Your task:
The lines from the top of the listing through the one containing "wraps these in" are to be retyped exactly, with no other lines.

Data in this exercise:

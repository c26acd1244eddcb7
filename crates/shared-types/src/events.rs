//! # Notification Payloads
//!
//! Every notification the timelock emits. The registry produces
//! `CallScheduled` and `Cancelled`; the ledger controller produces the rest.
//! `shared-bus` wraps these in `TimelockEvent` for transport.

use crate::entities::{Address, OperationId, OperationKind, Timestamp, U256};
use serde::{Deserialize, Serialize};

/// An operation entered the pending state.
#[derive(Debug, Clone, PartialEq, Eq, Serialize, Deserialize)]
pub struct CallScheduled {
    /// Assigned identifier.
    pub id: OperationId,
    /// Issue or redeem.
    pub kind: OperationKind,
    /// Quantity to mint or burn.
    pub amount: U256,
    /// Earliest time at which execution is permitted.
    pub ready_at: Timestamp,
}

/// An operation was executed and is now done.
#[derive(Debug, Clone, PartialEq, Eq, Serialize, Deserialize)]
pub struct CallExecuted {
    /// Executed identifier.
    pub id: OperationId,
    /// Issue or redeem.
    pub kind: OperationKind,
    /// Quantity minted or burned.
    pub amount: U256,
}

/// A pending operation was cancelled and removed.
#[derive(Debug, Clone, PartialEq, Eq, Serialize, Deserialize)]
pub struct Cancelled {
    /// Cancelled identifier.
    pub id: OperationId,
}

/// The minimum delay changed. Emitted once at construction with
/// `old_duration == 0`.
#[derive(Debug, Clone, PartialEq, Eq, Serialize, Deserialize)]
pub struct MinDelayChange {
    /// Previous delay in seconds.
    pub old_duration: u64,
    /// New delay in seconds.
    pub new_duration: u64,
}

/// Balance movement as seen by ledger holders.
///
/// Mints come from `Address::ZERO`, burns go to `Address::ZERO`.
#[derive(Debug, Clone, PartialEq, Eq, Serialize, Deserialize)]
pub struct Transfer {
    /// Debited account.
    pub from: Address,
    /// Credited account.
    pub to: Address,
    /// Quantity moved.
    pub value: U256,
}

impl Transfer {
    /// Transfer record for a mint to `to`.
    #[must_use]
    pub fn mint(to: Address, value: U256) -> Self {
        Self {
            from: Address::ZERO,
            to,
            value,
        }
    }

    /// Transfer record for a burn from `from`.
    #[must_use]
    pub fn burn(from: Address, value: U256) -> Self {
        Self {
            from,
            to: Address::ZERO,
            value,
        }
    }

    /// True if this records a mint.
    #[must_use]
    pub fn is_mint(&self) -> bool {
        self.from.is_zero()
    }

    /// True if this records a burn.
    #[must_use]
    pub fn is_burn(&self) -> bool {
        self.to.is_zero()
    }
}
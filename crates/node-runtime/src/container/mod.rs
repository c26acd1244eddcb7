//! # Subsystem Container
//!
//! Central container holding the event bus and the timelock controller with
//! their adapters wired in.

pub mod config;
pub mod subsystems;

pub use config::NodeConfig;
pub use subsystems::SubsystemContainer;
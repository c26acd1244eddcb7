//! # Timelock Events
//!
//! Defines all event types that flow through the shared bus.
//! These wrap the notification payloads in `shared-types/src/events.rs`.

use serde::{Deserialize, Serialize};
use shared_types::events::{CallExecuted, CallScheduled, Cancelled, MinDelayChange, Transfer};
use shared_types::entities::OperationId;

/// Subsystem id of the operation registry.
pub const REGISTRY_SUBSYSTEM: u8 = 1;

/// Subsystem id of the timelock ledger controller.
pub const LEDGER_SUBSYSTEM: u8 = 2;

/// All events that can be published to the event bus.
#[derive(Debug, Clone, PartialEq, Eq, Serialize, Deserialize)]
pub enum TimelockEvent {
    // =========================================================================
    // SUBSYSTEM 1: OPERATION REGISTRY
    // =========================================================================
    /// An operation was scheduled and is now pending.
    CallScheduled(CallScheduled),

    /// A pending operation was cancelled.
    Cancelled(Cancelled),

    // =========================================================================
    // SUBSYSTEM 2: TIMELOCK LEDGER
    // =========================================================================
    /// An operation was executed against the ledger.
    CallExecuted(CallExecuted),

    /// The delay policy changed (emitted at construction).
    MinDelayChange(MinDelayChange),

    /// A mint or burn moved balance.
    Transfer(Transfer),
}

impl TimelockEvent {
    /// Get the topic for this event (for filtering).
    #[must_use]
    pub fn topic(&self) -> EventTopic {
        match self {
            Self::CallScheduled(_) | Self::Cancelled(_) => EventTopic::Scheduling,
            Self::CallExecuted(_) => EventTopic::Execution,
            Self::MinDelayChange(_) => EventTopic::Policy,
            Self::Transfer(_) => EventTopic::Ledger,
        }
    }

    /// Get the originating subsystem ID.
    #[must_use]
    pub fn source_subsystem(&self) -> u8 {
        match self {
            Self::CallScheduled(_) | Self::Cancelled(_) => REGISTRY_SUBSYSTEM,
            Self::CallExecuted(_) | Self::MinDelayChange(_) | Self::Transfer(_) => {
                LEDGER_SUBSYSTEM
            }
        }
    }

    /// The operation this event refers to, if any.
    #[must_use]
    pub fn operation_id(&self) -> Option<OperationId> {
        match self {
            Self::CallScheduled(e) => Some(e.id),
            Self::Cancelled(e) => Some(e.id),
            Self::CallExecuted(e) => Some(e.id),
            Self::MinDelayChange(_) | Self::Transfer(_) => None,
        }
    }
}

impl From<CallScheduled> for TimelockEvent {
    fn from(e: CallScheduled) -> Self {
        Self::CallScheduled(e)
    }
}

impl From<Cancelled> for TimelockEvent {
    fn from(e: Cancelled) -> Self {
        Self::Cancelled(e)
    }
}

impl From<CallExecuted> for TimelockEvent {
    fn from(e: CallExecuted) -> Self {
        Self::CallExecuted(e)
    }
}

impl From<MinDelayChange> for TimelockEvent {
    fn from(e: MinDelayChange) -> Self {
        Self::MinDelayChange(e)
    }
}

impl From<Transfer> for TimelockEvent {
    fn from(e: Transfer) -> Self {
        Self::Transfer(e)
    }
}

/// Event topics for subscription filtering.
#[derive(Debug, Clone, Copy, PartialEq, Eq, Hash, Serialize, Deserialize)]
pub enum EventTopic {
    /// Schedule and cancel notifications.
    Scheduling,
    /// Execution notifications.
    Execution,
    /// Balance movements (mint/burn transfers).
    Ledger,
    /// Delay policy changes.
    Policy,
    /// All events (no filtering).
    All,
}

/// Filter for subscribing to specific events.
#[derive(Debug, Clone, Default)]
pub struct EventFilter {
    /// Topics to include. Empty means all topics.
    pub topics: Vec<EventTopic>,
    /// Source subsystems to include. Empty means all sources.
    pub source_subsystems: Vec<u8>,
}

impl EventFilter {
    /// Create a filter that accepts all events.
    #[must_use]
    pub fn all() -> Self {
        Self::default()
    }

    /// Create a filter for specific topics.
    #[must_use]
    pub fn topics(topics: Vec<EventTopic>) -> Self {
        Self {
            topics,
            source_subsystems: Vec::new(),
        }
    }

    /// Create a filter for events from specific subsystems.
    #[must_use]
    pub fn from_subsystems(subsystems: Vec<u8>) -> Self {
        Self {
            topics: Vec::new(),
            source_subsystems: subsystems,
        }
    }

    /// Check if an event matches this filter.
    #[must_use]
    pub fn matches(&self, event: &TimelockEvent) -> bool {
        let topic_match = self.topics.is_empty()
            || self.topics.contains(&EventTopic::All)
            || self.topics.contains(&event.topic());

        let source_match = self.source_subsystems.is_empty()
            || self.source_subsystems.contains(&event.source_subsystem());

        topic_match && source_match
    }
}
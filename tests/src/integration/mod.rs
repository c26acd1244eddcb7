//! # Integration Tests
//!
//! Registry, controller and bus exercised together through the public API.

pub mod bus;
pub mod flows;
pub mod snapshot;
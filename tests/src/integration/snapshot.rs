//! # Snapshot Export/Restore
//!
//! A restored controller must answer every query exactly like the original
//! and keep assigning fresh identifiers.

#[cfg(test)]
mod tests {
    use std::sync::Arc;

    use crate::fixtures::{owner, TestNode, TestService, MIN_DELAY};
    use shared_bus::InMemoryEventBus;
    use shared_types::entities::{OperationId, U256};
    use tl_01_operation_registry::OperationStatus;
    use tl_02_timelock_ledger::{
        InMemoryLedger, SingleOwner, TimelockConfig, TimelockLedgerApi, TimelockLedgerError,
        TimelockLedgerService, TimelockSnapshot,
    };

    fn restore(node: &TestNode, snapshot: TimelockSnapshot) -> Result<TestService, TimelockLedgerError> {
        let ledger = InMemoryLedger::new()
            .with_balance(owner(), node.service.balance_of(&owner()))
            .expect("balance fits");
        TimelockLedgerService::restore(
            TimelockConfig::new(owner()).with_min_delay(MIN_DELAY),
            snapshot,
            ledger,
            Arc::clone(&node.clock),
            SingleOwner::new(owner()),
            Arc::new(InMemoryEventBus::new()),
        )
    }

    #[test]
    fn test_round_trip_preserves_observable_state() {
        let node = TestNode::new();
        let done = node.service.request_issue(owner(), U256::from(100)).unwrap();
        let cancelled = node.service.request_issue(owner(), U256::from(1)).unwrap();
        node.service.cancel(owner(), cancelled).unwrap();
        node.clock.set(MIN_DELAY);
        node.service.execute_request(owner(), done).unwrap();
        let pending = node.service.request_redeem(owner(), U256::from(40)).unwrap();

        let json = node.service.snapshot().to_json().unwrap();
        let restored = restore(&node, TimelockSnapshot::from_json(&json).unwrap()).unwrap();

        for id in [done, cancelled, pending, OperationId(99)] {
            assert_eq!(restored.get_timestamp(id), node.service.get_timestamp(id));
            assert_eq!(restored.is_operation(id), node.service.is_operation(id));
            assert_eq!(restored.operation_status(id), node.service.operation_status(id));
        }
        assert_eq!(restored.next_nonce(), 3);

        // Pending work survives the restart.
        node.clock.set(2 * MIN_DELAY);
        restored.execute_request(owner(), pending).unwrap();
        assert_eq!(restored.total_supply(), U256::from(60));
        assert_eq!(restored.operation_status(pending), OperationStatus::Done);

        // Cancelled id stays retired.
        assert_eq!(
            restored.request_issue(owner(), U256::one()).unwrap(),
            OperationId(3)
        );
    }

    #[test]
    fn test_snapshot_json_shape() {
        let node = TestNode::new();
        node.service.request_issue(owner(), U256::from(7)).unwrap();

        let value: serde_json::Value =
            serde_json::from_str(&node.service.snapshot().to_json().unwrap()).unwrap();

        assert_eq!(value["min_delay"], MIN_DELAY);
        assert_eq!(value["nonce"], 1);
        assert_eq!(value["operations"].as_array().map(Vec::len), Some(1));
    }

    #[test]
    fn test_tampered_nonce_rejected() {
        let node = TestNode::new();
        node.service.request_issue(owner(), U256::from(7)).unwrap();

        let mut snapshot = node.service.snapshot();
        snapshot.nonce = 0;

        assert!(matches!(
            restore(&node, snapshot),
            Err(TimelockLedgerError::Snapshot(_))
        ));
    }

    #[test]
    fn test_min_delay_mismatch_rejected() {
        let node = TestNode::new();
        let mut snapshot = node.service.snapshot();
        snapshot.min_delay = 1;

        assert!(matches!(
            restore(&node, snapshot),
            Err(TimelockLedgerError::Config(_))
        ));
    }
}
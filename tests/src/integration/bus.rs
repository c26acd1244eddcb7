//! # Bus Integration
//!
//! Notifications as seen by independent subscribers.

#[cfg(test)]
mod tests {
    use std::collections::BTreeMap;
    use std::sync::Arc;
    use std::thread;
    use std::time::Duration;

    use tokio::time::timeout;
    use tokio_stream::StreamExt;

    use crate::fixtures::{owner, TestNode, MIN_DELAY};
    use shared_bus::{EventFilter, EventTopic, TimelockEvent};
    use shared_types::entities::{OperationId, U256};
    use shared_types::events::Transfer;
    use tl_02_timelock_ledger::TimelockLedgerApi;

    #[tokio::test]
    async fn test_subscriber_receives_full_lifecycle() {
        let node = TestNode::new();
        let mut sub = node.subscribe();

        let id = node.service.request_issue(owner(), U256::from(10)).unwrap();
        node.clock.set(MIN_DELAY);
        node.service.execute_request(owner(), id).unwrap();

        let mut received = Vec::new();
        for _ in 0..3 {
            let event = timeout(Duration::from_secs(1), sub.recv())
                .await
                .expect("event within timeout")
                .expect("bus open");
            received.push(event);
        }

        assert!(matches!(received[0], TimelockEvent::CallScheduled(ref e) if e.id == id));
        assert!(matches!(received[1], TimelockEvent::CallExecuted(ref e) if e.id == id));
        assert_eq!(
            received[2],
            TimelockEvent::Transfer(Transfer::mint(owner(), U256::from(10)))
        );
    }

    #[tokio::test]
    async fn test_topic_filter_only_sees_ledger_moves() {
        let node = TestNode::builder()
            .owner_balance(U256::from(5))
            .build();
        let mut ledger_only = node
            .bus
            .subscribe(EventFilter::topics(vec![EventTopic::Ledger]));

        let issue = node.service.request_issue(owner(), U256::from(3)).unwrap();
        let redeem = node.service.request_redeem(owner(), U256::from(8)).unwrap();
        let cancelled = node.service.request_issue(owner(), U256::from(1)).unwrap();
        node.service.cancel(owner(), cancelled).unwrap();
        node.clock.set(MIN_DELAY);
        node.service.execute_request(owner(), issue).unwrap();
        node.service.execute_request(owner(), redeem).unwrap();

        assert_eq!(
            ledger_only.drain(),
            vec![
                TimelockEvent::Transfer(Transfer::mint(owner(), U256::from(3))),
                TimelockEvent::Transfer(Transfer::burn(owner(), U256::from(8))),
            ]
        );
    }

    #[test]
    fn test_event_order_matches_commit_order_under_contention() {
        let node = TestNode::new();
        let mut sub = node.subscribe();

        let handles: Vec<_> = (0..8)
            .map(|_| {
                let service = Arc::clone(&node.service);
                thread::spawn(move || {
                    for _ in 0..25 {
                        service.request_issue(owner(), U256::one()).unwrap();
                    }
                })
            })
            .collect();
        for h in handles {
            h.join().unwrap();
        }

        let scheduled: Vec<OperationId> = sub
            .drain()
            .into_iter()
            .filter_map(|e| match e {
                TimelockEvent::CallScheduled(s) => Some(s.id),
                _ => None,
            })
            .collect();

        assert_eq!(scheduled.len(), 200);
        assert!(scheduled.windows(2).all(|w| w[0] < w[1]));
    }

    #[test]
    fn test_cancel_and_execute_race_emits_one_outcome() {
        let node = TestNode::new();
        let mut sub = node.subscribe();
        let id = node.service.request_issue(owner(), U256::from(4)).unwrap();
        node.clock.set(MIN_DELAY);

        let a = {
            let service = Arc::clone(&node.service);
            thread::spawn(move || service.cancel(owner(), id).is_ok())
        };
        let b = {
            let service = Arc::clone(&node.service);
            thread::spawn(move || service.execute_request(owner(), id).is_ok())
        };
        let (cancelled, executed) = (a.join().unwrap(), b.join().unwrap());
        assert!(cancelled ^ executed);

        let mut counts: BTreeMap<&str, usize> = BTreeMap::new();
        for event in sub.drain() {
            let name = match event {
                TimelockEvent::CallScheduled(_) => "scheduled",
                TimelockEvent::Cancelled(_) => "cancelled",
                TimelockEvent::CallExecuted(_) => "executed",
                TimelockEvent::Transfer(_) => "transfer",
                TimelockEvent::MinDelayChange(_) => "min_delay",
            };
            *counts.entry(name).or_default() += 1;
        }

        assert_eq!(counts.get("scheduled"), Some(&1));
        if cancelled {
            assert_eq!(counts.get("cancelled"), Some(&1));
            assert_eq!(counts.get("executed"), None);
            assert_eq!(counts.get("transfer"), None);
        } else {
            assert_eq!(counts.get("executed"), Some(&1));
            assert_eq!(counts.get("transfer"), Some(&1));
            assert_eq!(counts.get("cancelled"), None);
        }
    }

    #[tokio::test]
    async fn test_event_stream_adapter() {
        let node = TestNode::new();
        let stream = node
            .bus
            .event_stream(EventFilter::topics(vec![EventTopic::Scheduling]));

        node.service.request_issue(owner(), U256::one()).unwrap();
        node.service.request_redeem(owner(), U256::one()).unwrap();

        let events: Vec<_> = timeout(Duration::from_secs(1), stream.take(2).collect())
            .await
            .expect("two events within timeout");
        assert_eq!(events.len(), 2);
        assert!(events
            .iter()
            .all(|e| matches!(e, TimelockEvent::CallScheduled(_))));
    }
}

Exercise solution:
repository c26acd1244eddcb7
filename crates/shared-types/src/events.rs
//! # Notification Payloads
//!
//! Every notification the timelock emits. The registry produces
//! `CallScheduled` and `Cancelled`; the ledger controller produces the rest.
//! `shared-bus` wraps these in `TimelockEvent` for transport.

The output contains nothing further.